*Work to be completed*
Transcribe the records in full, keeping every word exactly as given.

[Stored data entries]
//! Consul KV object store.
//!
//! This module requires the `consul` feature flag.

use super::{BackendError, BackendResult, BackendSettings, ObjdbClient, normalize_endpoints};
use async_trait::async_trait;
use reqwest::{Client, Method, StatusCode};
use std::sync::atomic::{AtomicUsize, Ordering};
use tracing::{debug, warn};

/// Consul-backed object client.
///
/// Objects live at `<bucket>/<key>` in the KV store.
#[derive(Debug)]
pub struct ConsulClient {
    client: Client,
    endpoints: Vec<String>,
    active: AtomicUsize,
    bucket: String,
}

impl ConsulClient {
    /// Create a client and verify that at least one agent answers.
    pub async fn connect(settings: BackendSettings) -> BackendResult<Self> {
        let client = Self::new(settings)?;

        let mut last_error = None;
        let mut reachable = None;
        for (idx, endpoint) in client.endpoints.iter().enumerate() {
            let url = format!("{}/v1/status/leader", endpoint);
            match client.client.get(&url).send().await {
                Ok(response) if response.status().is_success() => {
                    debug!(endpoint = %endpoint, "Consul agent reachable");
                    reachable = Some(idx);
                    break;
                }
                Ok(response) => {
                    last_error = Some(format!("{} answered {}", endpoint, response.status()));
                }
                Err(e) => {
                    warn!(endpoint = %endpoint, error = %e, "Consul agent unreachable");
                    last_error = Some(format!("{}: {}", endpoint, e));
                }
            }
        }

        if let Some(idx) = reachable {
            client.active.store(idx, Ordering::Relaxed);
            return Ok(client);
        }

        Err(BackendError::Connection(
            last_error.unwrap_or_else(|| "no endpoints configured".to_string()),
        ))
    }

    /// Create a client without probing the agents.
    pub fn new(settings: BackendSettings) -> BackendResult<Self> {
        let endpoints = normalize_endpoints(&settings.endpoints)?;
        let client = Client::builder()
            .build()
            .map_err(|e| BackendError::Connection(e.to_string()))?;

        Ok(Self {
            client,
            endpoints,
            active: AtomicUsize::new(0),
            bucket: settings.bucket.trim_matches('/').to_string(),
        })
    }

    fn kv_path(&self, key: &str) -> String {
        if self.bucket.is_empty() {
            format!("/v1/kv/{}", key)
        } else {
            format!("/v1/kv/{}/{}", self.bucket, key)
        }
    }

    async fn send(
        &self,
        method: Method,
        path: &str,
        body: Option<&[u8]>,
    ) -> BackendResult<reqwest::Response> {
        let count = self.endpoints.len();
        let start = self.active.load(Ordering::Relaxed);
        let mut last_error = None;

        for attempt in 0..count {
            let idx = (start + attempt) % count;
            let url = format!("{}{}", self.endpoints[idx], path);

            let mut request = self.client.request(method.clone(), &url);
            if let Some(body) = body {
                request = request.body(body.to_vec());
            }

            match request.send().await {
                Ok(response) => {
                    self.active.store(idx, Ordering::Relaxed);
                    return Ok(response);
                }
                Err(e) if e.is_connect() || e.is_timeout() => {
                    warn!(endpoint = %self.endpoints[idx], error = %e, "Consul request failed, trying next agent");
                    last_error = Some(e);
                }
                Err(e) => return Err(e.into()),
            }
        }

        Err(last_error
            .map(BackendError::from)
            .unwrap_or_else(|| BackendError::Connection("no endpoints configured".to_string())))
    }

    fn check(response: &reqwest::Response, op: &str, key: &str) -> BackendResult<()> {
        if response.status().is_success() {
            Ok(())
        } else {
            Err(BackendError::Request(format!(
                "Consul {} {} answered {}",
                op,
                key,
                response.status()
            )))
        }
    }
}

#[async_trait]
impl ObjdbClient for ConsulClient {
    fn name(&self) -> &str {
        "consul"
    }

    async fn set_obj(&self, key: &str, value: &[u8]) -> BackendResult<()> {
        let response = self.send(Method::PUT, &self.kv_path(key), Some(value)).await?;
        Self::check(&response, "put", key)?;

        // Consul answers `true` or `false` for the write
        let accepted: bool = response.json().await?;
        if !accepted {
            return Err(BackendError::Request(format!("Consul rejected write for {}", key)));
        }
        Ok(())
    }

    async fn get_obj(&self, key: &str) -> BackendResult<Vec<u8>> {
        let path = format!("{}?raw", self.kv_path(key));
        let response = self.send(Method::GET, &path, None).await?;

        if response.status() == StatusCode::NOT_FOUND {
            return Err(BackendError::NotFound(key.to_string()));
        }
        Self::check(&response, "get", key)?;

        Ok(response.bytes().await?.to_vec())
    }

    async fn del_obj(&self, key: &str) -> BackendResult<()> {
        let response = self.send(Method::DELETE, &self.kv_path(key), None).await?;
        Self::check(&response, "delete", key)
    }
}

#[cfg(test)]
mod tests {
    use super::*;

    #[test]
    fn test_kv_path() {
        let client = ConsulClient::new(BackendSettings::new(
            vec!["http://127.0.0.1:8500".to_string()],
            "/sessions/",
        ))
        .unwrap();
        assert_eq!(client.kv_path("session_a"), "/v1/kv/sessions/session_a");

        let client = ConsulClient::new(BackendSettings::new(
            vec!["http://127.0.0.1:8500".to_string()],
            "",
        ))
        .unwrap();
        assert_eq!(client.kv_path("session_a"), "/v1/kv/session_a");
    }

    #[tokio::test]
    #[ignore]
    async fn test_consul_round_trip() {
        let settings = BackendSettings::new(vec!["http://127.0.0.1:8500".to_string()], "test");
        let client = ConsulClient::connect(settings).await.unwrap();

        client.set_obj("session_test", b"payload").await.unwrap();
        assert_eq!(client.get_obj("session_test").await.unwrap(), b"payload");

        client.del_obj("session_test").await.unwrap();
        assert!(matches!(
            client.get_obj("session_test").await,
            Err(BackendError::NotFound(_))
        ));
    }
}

*Answer*
//! Consul KV object store.
//!
//! This module requires the `consul` feature flag.

use super::{BackendError, BackendResult, BackendSettings, ObjdbClient, normalize_endpoints};
use async_trait::async_trait;
use reqwest::{Client, Method, StatusCode};
use std::sync::atomic::{AtomicUsize, Ordering};
use tracing::{debug, warn};

/// Consul-backed object client.
///
/// Objects live at `<bucket>/<key>` in the KV store.
#[derive(Debug)]
pub struct ConsulClient {
    client: Client,
    endpoints: Vec<String>,
    active: AtomicUsize,
    bucket: String,
}

impl ConsulClient {
    /// Create a client and verify that at least one agent answers.
    pub async fn connect(settings: BackendSettings) -> BackendResult<Self> {
        let client = Self::new(settings)?;

        let mut last_error = None;
        let mut reachable = None;
        for (idx, endpoint) in client.endpoints.iter().enumerate() {
            let url = format!("{}/v1/status/leader", endpoint);
            match client.client.get(&url).send().await {
                Ok(response) if response.status().is_success() => {
                    debug!(endpoint = %endpoint, "Consul agent reachable");
                    reachable = Some(idx);
                    break;
                }
                Ok(response) => {
                    last_error = Some(format!("{} answered {}", endpoint, response.status()));
                }
                Err(e) => {
                    warn!(endpoint = %endpoint, error = %e, "Consul agent unreachable");
                    last_error = Some(format!("{}: {}", endpoint, e));
                }
            }
        }

        if let Some(idx) = reachable {
            client.active.store(idx, Ordering::Relaxed);
            return Ok(client);
        }

        Err(BackendError::Connection(
            last_error.unwrap_or_else(|| "no endpoints configured".to_string()),
        ))
    }

    /// Create a client without probing the agents.
    pub fn new(settings: BackendSettings) -> BackendResult<Self> {
        let endpoints = normalize_endpoints(&settings.endpoints)?;
        let client = Client::builder()
            .build()
            .map_err(|e| BackendError::Connection(e.to_string()))?;

        Ok(Self {
            client,
            endpoints,
            active: AtomicUsize::new(0),
            bucket: settings.bucket.trim_matches('/').to_string(),
        })
    }

    fn kv_path(&self, key: &str) -> String {
        if self.bucket.is_empty() {
            format!("/v1/kv/{}", key)
        } else {
            format!("/v1/kv/{}/{}", self.bucket, key)
        }
    }

    async fn send(
        &self,
        method: Method,
        path: &str,
        body: Option<&[u8]>,
    ) -> BackendResult<reqwest::Response> {
        let count = self.endpoints.len();
        let start = self.active.load(Ordering::Relaxed);
        let mut last_error = None;

        for attempt in 0..count {
            let idx = (start + attempt) % count;
            let url = format!("{}{}", self.endpoints[idx], path);

            let mut request = self.client.request(method.clone(), &url);
            if let Some(body) = body {
                request = request.body(body.to_vec());
            }

            match request.send().await {
                Ok(response) => {
                    self.active.store(idx, Ordering::Relaxed);
                    return Ok(response);
                }
                Err(e) if e.is_connect() || e.is_timeout() => {
                    warn!(endpoint = %self.endpoints[idx], error = %e, "Consul request failed, trying next agent");
                    last_error = Some(e);
                }
                Err(e) => return Err(e.into()),
            }
        }

        Err(last_error
            .map(BackendError::from)
            .unwrap_or_else(|| BackendError::Connection("no endpoints configured".to_string())))
    }

    fn check(response: &reqwest::Response, op: &str, key: &str) -> BackendResult<()> {
        if response.status().is_success() {
            Ok(())
        } else {
            Err(BackendError::Request(format!(
                "Consul {} {} answered {}",
                op,
                key,
                response.status()
            )))
        }
    }
}

#[async_trait]
impl ObjdbClient for ConsulClient {
    fn name(&self) -> &str {
        "consul"
    }

    async fn set_obj(&self, key: &str, value: &[u8]) -> BackendResult<()> {
        let response = self.send(Method::PUT, &self.kv_path(key), Some(value)).await?;
        Self::check(&response, "put", key)?;

        // Consul answers `true` or `false` for the write
        let accepted: bool = response.json().await?;
        if !accepted {
            return Err(BackendError::Request(format!("Consul rejected write for {}", key)));
        }
        Ok(())
    }

    async fn get_obj(&self, key: &str) -> BackendResult<Vec<u8>> {
        let path = format!("{}?raw", self.kv_path(key));
        let response = self.send(Method::GET, &path, None).await?;

        if response.status() == StatusCode::NOT_FOUND {
            return Err(BackendError::NotFound(key.to_string()));
        }
        Self::check(&response, "get", key)?;

        Ok(response.bytes().await?.to_vec())
    }

    async fn del_obj(&self, key: &str) -> BackendResult<()> {
        let response = self.send(Method::DELETE, &self.kv_path(key), None).await?;
        Self::check(&response, "delete", key)
    }
}

#[cfg(test)]
mod tests {
    use super::*;

    #[test]
    fn test_kv_path() {
        let client = ConsulClient::new(BackendSettings::new(
            vec!["http://127.0.0.1:8500".to_string()],
            "/sessions/",
        ))
        .unwrap();
        assert_eq!(client.kv_path("session_a"), "/v1/kv/sessions/session_a");

        let client = ConsulClient::new(BackendSettings::new(
            vec!["http://127.0.0.1:8500".to_string()],
            "",
        ))
        .unwrap();
        assert_eq!(client.kv_path("session_a"), "/v1/kv/session_a");
    }

    #[tokio::test]
    #[ignore]
    async fn test_consul_round_trip() {
        let settings = BackendSettings::new(vec!["http://127.0.0.1:8500".to_string()], "test");
        let client = ConsulClient::connect(settings).await.unwrap();

        client.set_obj("session_test", b"payload").await.unwrap();
        assert_eq!(client.get_obj("session_test").await.unwrap(), b"payload");

        client.del_obj("session_test").await.unwrap();
        assert!(matches!(
            client.get_obj("session_test").await,
            Err(BackendError::NotFound(_))
        ));
    }
}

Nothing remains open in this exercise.